4. AutorIn der literarischen Osterweiterung / Innsbruck als die Hauptstadt des Transits könnte Autoren der neuen EU-Länder als Stadtschreiber aufnehmen, damit diese den im Elend Daheimgebliebenen erzählen können, welche Glorie sie in der EU erwarten wird. Bei dieser Gelegenheit könnten EU-strategische Maßnahmen gesetzt werden, die bislang nicht einmal auf dem Papier stehen. Während der siebenjährigen "Übergangsfrist" für die neuen Länder könnte es in Innsbruck einen "erweiterten OstschreiberIn" geben.

5. germanistische Notlösung / Wenn der Gemeinderat tatsächlich keine Phantasie hat und einen kuschelweichen Literaturmacher mit viel Perspektivenwechsel (Muster Gstrein) haben will, sollte man diesen Stadtschreiber jeweils einem aktiven Literaturfeld zuordnen und von diesem bestellen lassen. Im Dreierradl könnten jeweils das Literaturhaus am Inn, das Kulturgasthaus Bierstindl und das Treibhaus einen Stadtschreiber auswählen und auch ein Jahr lang mit ihm zusammenarbeiten. Der Stadtschreiber müßte zumindest ab und zu mit der Bevölkerung in Berührung kommen.

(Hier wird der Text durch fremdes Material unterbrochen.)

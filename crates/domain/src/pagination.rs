use std::ops::{Range, RangeInclusive};

use accord_core::{AppError, AppResult};

/// Number of log rows shown per page.
pub const PAGE_SIZE: usize = 20;

/// Half-open row interval covered by one page.
///
/// A zero page size is treated as one so every function stays total.
#[derive(Debug, Clone, Copy, PartialEq, Eq)]
pub struct PageBounds {
    start: usize,
    end: usize,
}

impl PageBounds {
    /// Returns `max(1, ceil(total_rows / page_size))`.
    #[must_use]
    pub fn page_count(total_rows: usize, page_size: usize) -> usize {
        total_rows.div_ceil(page_size.max(1)).max(1)
    }

    /// Returns `[(page - 1) * page_size, (page - 1) * page_size + page_size)` for a 1-based page.
    #[must_use]
    pub fn slice_bounds(page: usize, page_size: usize) -> Self {
        let page_size = page_size.max(1);
        let start = page.saturating_sub(1).saturating_mul(page_size);
        Self {
            start,
            end: start.saturating_add(page_size),
        }
    }

    /// Returns the unclamped start index.
    #[must_use]
    pub fn start(&self) -> usize {
        self.start
    }

    /// Returns the unclamped end index (exclusive).
    #[must_use]
    pub fn end(&self) -> usize {
        self.end
    }

    /// Clamps the interval to `[0, total_rows)`.
    #[must_use]
    pub fn clamp_to(&self, total_rows: usize) -> Range<usize> {
        let end = self.end.min(total_rows);
        self.start.min(end)..end
    }
}

/// Page cursor over one installed result set.
#[derive(Debug, Clone, Copy, PartialEq, Eq)]
pub struct PaginationState {
    page_size: usize,
    total_rows: usize,
    total_pages: usize,
    current_page: usize,
}

impl PaginationState {
    /// Creates state at page 1 with the fixed page size.
    #[must_use]
    pub fn new(total_rows: usize) -> Self {
        Self::with_page_size(total_rows, PAGE_SIZE)
    }

    /// Creates state at page 1 with an explicit page size.
    #[must_use]
    pub fn with_page_size(total_rows: usize, page_size: usize) -> Self {
        let page_size = page_size.max(1);
        Self {
            page_size,
            total_rows,
            total_pages: PageBounds::page_count(total_rows, page_size),
            current_page: 1,
        }
    }

    /// Moves to `page`, which must satisfy `1 <= page <= total_pages`.
    pub fn go_to(&mut self, page: usize) -> AppResult<()> {
        if page == 0 || page > self.total_pages {
            return Err(AppError::Validation(format!(
                "page {page} is outside 1..={}",
                self.total_pages
            )));
        }

        self.current_page = page;
        Ok(())
    }

    /// Returns the active 1-based page.
    #[must_use]
    pub fn current_page(&self) -> usize {
        self.current_page
    }

    /// Returns the page count, never below one.
    #[must_use]
    pub fn total_pages(&self) -> usize {
        self.total_pages
    }

    /// Returns the rows per page.
    #[must_use]
    pub fn page_size(&self) -> usize {
        self.page_size
    }

    /// Returns the number of rows being paginated.
    #[must_use]
    pub fn total_rows(&self) -> usize {
        self.total_rows
    }

    /// Returns every selectable page number.
    #[must_use]
    pub fn pages(&self) -> RangeInclusive<usize> {
        1..=self.total_pages
    }

    /// Returns the clamped row range of the active page.
    #[must_use]
    pub fn current_range(&self) -> Range<usize> {
        PageBounds::slice_bounds(self.current_page, self.page_size).clamp_to(self.total_rows)
    }
}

Jemanden wie Sabine Gruber auszuwählen, damit sie hermetisch und wohl auch abgehärmt ihr Werk zu Ende bringt, ist für die Bevölkerung keine ideale Lösung, weil diese mit reiner Literatur mit viel Perspektivenwechsel gnadenlos überfordert ist. Literatur muß sich nicht ex kathedra gegen die Bevölkerung richten. Außerdem müßte wohl der Bürgermeister aus seiner Privatschatulle die 5000,- ATS dafür zahlen, daß die ehemalige Studentin ihren Hauptwohnsitz in Innsbruck aufschlägt.

Wer sich unbedingt von Innsbruck inspirieren lassen will, dem könnte man ja eine Video-Cassette von Innsbruck zuschicken, dann schreibt er wie von selbst um sein Leben.

Dieser konventionelle Stadtschreiber-Zug ist längst abgefahren, aber es bleibt zu befürchten, daß man ihn genau deshalb jetzt in dieser Form in Innsbruck installiert. Wenn es um Konvention geht, warum nicht überhaupt jeweils ein Viertel des Literarischen Quartetts jeweils ein Vierteljahr nach Innsbruck holen, dann wäre das literarische Jahr auch um?